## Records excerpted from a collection
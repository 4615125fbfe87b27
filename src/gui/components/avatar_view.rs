use std::time::{Duration, Instant};

use eframe::egui;
use tracing::{debug, info};

use border_avatar::avatar::{AvatarEvent, BorderAvatar};
use border_avatar::geometry;

use crate::gui::constants::*;
use crate::gui::textures::{Resolved, TextureSlot};

/// Rendering state for one avatar preview
pub struct AvatarView {
    avatar_slot: TextureSlot,
    frame_slot: TextureSlot,
    observed_width: Option<i32>,
    started: Instant,
    repaint_after: Option<Duration>,
}

impl AvatarView {
    pub fn new() -> Self {
        Self {
            avatar_slot: TextureSlot::new("avatar"),
            frame_slot: TextureSlot::new("frame"),
            observed_width: None,
            started: Instant::now(),
            repaint_after: None,
        }
    }

    /// Delay until the next animation frame, if anything is animating
    pub fn repaint_after(&self) -> Option<Duration> {
        self.repaint_after
    }

    pub fn ui(&mut self, ui: &mut egui::Ui, avatar: &mut BorderAvatar, now: Instant) -> Vec<AvatarEvent> {
        let mut events = Vec::new();
        self.repaint_after = None;

        // Requested size, shrunk to what the panel can give
        let requested = geometry::resolve_width(0, avatar.size());
        let available = ui.available_width().floor() as i32;
        let width = if requested > 0 { requested.min(available) } else { available };

        match self.observed_width {
            None => {
                avatar.mount(width);
                self.observed_width = Some(width);
            }
            Some(previous) if previous != width => {
                avatar.observe_resize(width, now);
                self.observed_width = Some(width);
            }
            Some(_) => {}
        }
        avatar.tick(now);

        let Some(dims) = avatar.dimensions() else {
            ui.label("…");
            return events;
        };

        let side = dims.container_width_px as f32;
        let (container, response) = ui.allocate_exact_size(egui::vec2(side, side), egui::Sense::click());
        if response.clicked() {
            if let Some(event) = avatar.on_click() {
                info!("Avatar clicked");
                events.push(event);
            }
        }

        let elapsed = now.saturating_duration_since(self.started);
        let ctx = ui.ctx().clone();
        let painter = ui.painter_at(container);

        if let Some(style) = avatar.avatar_style() {
            let rect = egui::Rect::from_min_size(
                container.min + egui::vec2(style.left_px as f32, style.top_px as f32),
                egui::vec2(style.size_px as f32, style.size_px as f32),
            );
            let radius = style.corner_radius_px();
            let showing_default = avatar.showing_default_image();
            let source = avatar.image_source().to_string();

            match self.avatar_slot.resolve(&ctx, &source) {
                Resolved::Ready { texture, fresh } => {
                    let mut image = egui::Image::from_texture(texture.frame_at(elapsed)).corner_radius(radius);
                    if let Some(deg) = style.rotate_deg {
                        image = image.rotate((deg as f32).to_radians(), egui::Vec2::splat(0.5));
                    }
                    image.paint_at(ui, rect);
                    schedule(&mut self.repaint_after, texture.min_delay());

                    if fresh && avatar.is_loading() {
                        events.push(avatar.on_image_load());
                    }
                }
                Resolved::Failed { reason, fresh } => {
                    if showing_default {
                        paint_placeholder(&painter, rect, radius);
                        if fresh && avatar.is_loading() {
                            events.push(avatar.on_image_load());
                        }
                    } else if fresh {
                        debug!(reason, "Avatar image failed, falling back to default");
                        events.push(avatar.on_image_error(reason));
                        ctx.request_repaint();
                    }
                }
            }
        }

        if let Some(url) = avatar.border_image().map(str::to_string) {
            match self.frame_slot.resolve(&ctx, &url) {
                Resolved::Ready { texture, .. } => {
                    egui::Image::from_texture(texture.frame_at(elapsed)).paint_at(ui, container);
                    schedule(&mut self.repaint_after, texture.min_delay());
                }
                Resolved::Failed { .. } => {
                    painter.rect_stroke(
                        container,
                        egui::CornerRadius::ZERO,
                        egui::Stroke::new(1.0, PLACEHOLDER_TEXT),
                        egui::StrokeKind::Inside,
                    );
                }
            }
        }

        response.on_hover_text(avatar.alt_text());
        events
    }
}

impl Default for AvatarView {
    fn default() -> Self {
        Self::new()
    }
}

fn schedule(repaint_after: &mut Option<Duration>, delay: Option<Duration>) {
    if let Some(delay) = delay {
        *repaint_after = Some(repaint_after.map_or(delay, |current| current.min(delay)));
    }
}

fn paint_placeholder(painter: &egui::Painter, rect: egui::Rect, radius: f32) {
    painter.rect_filled(rect, radius, PLACEHOLDER_FILL);
    painter.text(
        rect.center(),
        egui::Align2::CENTER_CENTER,
        "No Image",
        egui::FontId::proportional(14.0),
        PLACEHOLDER_TEXT,
    );
}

## What needs to be done
Only lines with the word "None" are needed. Copy them from the preceding records.

## The answer
            observed_width: None,
            repaint_after: None,
        self.repaint_after = None;
            None => {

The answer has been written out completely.